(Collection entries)
= = = = = = =

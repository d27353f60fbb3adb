//! Hessian tensor assembly and per-pixel eigenvalues

use nalgebra::{DMatrix, SymmetricEigen};
use ndarray::{ArrayD, ArrayViewD, IxDyn};

use crate::error::FeatureError;
use crate::filters::gradient;

/// Iteration cap for the general symmetric eigensolver
const MAX_EIGEN_ITERATIONS: usize = 1000;

/// Order `k` of a symmetric tensor stored as `n_entries = k(k+1)/2`
/// upper-triangular entries, if `n_entries` is such a number
pub fn symmetric_order(n_entries: usize) -> Option<usize> {
    let k = (((8 * n_entries + 1) as f64).sqrt() as usize).saturating_sub(1) / 2;
    (k > 0 && k * (k + 1) / 2 == n_entries).then_some(k)
}

/// Position of entry `(row, col)`, `row <= col`, in the
/// combinations-with-replacement ordering `(0,0), (0,1), ..., (k-1,k-1)`
#[inline]
pub fn entry_index(row: usize, col: usize, order: usize) -> usize {
    debug_assert!(row <= col && col < order);
    row * order - row * row.saturating_sub(1) / 2 + col - row
}

/// Second derivatives of `image` for every unordered axis pair, each the
/// gradient of a first-order gradient
pub fn hessian_entries(image: &ArrayViewD<'_, f32>) -> Result<Vec<ArrayD<f32>>, FeatureError> {
    let ndim = image.ndim();
    let first: Vec<ArrayD<f32>> = (0..ndim)
        .map(|axis| gradient(image, axis))
        .collect::<Result<_, _>>()?;

    let mut entries = Vec::with_capacity(ndim * (ndim + 1) / 2);
    for (row, d_row) in first.iter().enumerate() {
        for col in row..ndim {
            entries.push(gradient(&d_row.view(), col)?);
        }
    }
    Ok(entries)
}

/// Eigenvalues of the per-pixel symmetric matrices described by `entries`,
/// sorted ascending by value at every pixel.
///
/// Returns `k` arrays shaped like the inputs.
pub fn hessian_eigenvalues(entries: &[ArrayD<f32>]) -> Result<Vec<ArrayD<f32>>, FeatureError> {
    let order = symmetric_order(entries.len()).ok_or_else(|| {
        FeatureError::InvalidParameter(format!(
            "{} Hessian entries do not form a symmetric tensor",
            entries.len()
        ))
    })?;

    let shape = entries[0].shape().to_vec();
    if let Some(bad) = entries.iter().find(|e| e.shape() != shape.as_slice()) {
        return Err(FeatureError::InvalidParameter(format!(
            "Hessian entry of shape {:?} does not match {:?}",
            bad.shape(),
            shape
        )));
    }

    // logical-order copies so per-pixel access is a plain index
    let flat: Vec<Vec<f32>> = entries.iter().map(|e| e.iter().copied().collect()).collect();
    let n_pixels = flat[0].len();
    let mut eigen: Vec<Vec<f32>> = vec![Vec::with_capacity(n_pixels); order];

    match order {
        1 => eigen[0].extend_from_slice(&flat[0]),
        2 => {
            for px in 0..n_pixels {
                let (low, high) = eigenvalues_2x2(flat[0][px], flat[1][px], flat[2][px]);
                eigen[0].push(low);
                eigen[1].push(high);
            }
        }
        _ => {
            let mut values = Vec::with_capacity(order);
            for px in 0..n_pixels {
                eigenvalues_general(&flat, px, order, &mut values)?;
                for (dst, &v) in eigen.iter_mut().zip(&values) {
                    dst.push(v);
                }
            }
        }
    }

    eigen
        .into_iter()
        .map(|values| ArrayD::from_shape_vec(IxDyn(&shape), values).map_err(FeatureError::from))
        .collect()
}

/// Closed form for `[[a, c], [c, b]]`, returned as (smaller, larger)
#[inline]
pub fn eigenvalues_2x2(a: f32, c: f32, b: f32) -> (f32, f32) {
    let mean = (a + b) * 0.5;
    let radius = ((a - b) * 0.5).hypot(c);
    (mean - radius, mean + radius)
}

fn eigenvalues_general(
    flat: &[Vec<f32>],
    px: usize,
    order: usize,
    out: &mut Vec<f32>,
) -> Result<(), FeatureError> {
    let matrix = DMatrix::<f64>::from_fn(order, order, |r, c| {
        let (row, col) = if r <= c { (r, c) } else { (c, r) };
        flat[entry_index(row, col, order)][px] as f64
    });

    let decomposition = SymmetricEigen::try_new(matrix, f64::EPSILON, MAX_EIGEN_ITERATIONS)
        .ok_or(FeatureError::EigenNoConvergence { order })?;

    out.clear();
    out.extend(decomposition.eigenvalues.iter().map(|&v| v as f32));
    out.sort_by(f32::total_cmp);
    Ok(())
}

= = = = = = =

§ What the task requires
Could you reproduce, exactly, every line above from the line with "pub fn hessian_entries(image: &ArrayViewD<'_, f32>)" to the line with "for col in row..ndim", and no other line? Both ends count.

§ Answer section
pub fn hessian_entries(image: &ArrayViewD<'_, f32>) -> Result<Vec<ArrayD<f32>>, FeatureError> {
    let ndim = image.ndim();
    let first: Vec<ArrayD<f32>> = (0..ndim)
        .map(|axis| gradient(image, axis))
        .collect::<Result<_, _>>()?;

    let mut entries = Vec::with_capacity(ndim * (ndim + 1) / 2);
    for (row, d_row) in first.iter().enumerate() {
        for col in row..ndim {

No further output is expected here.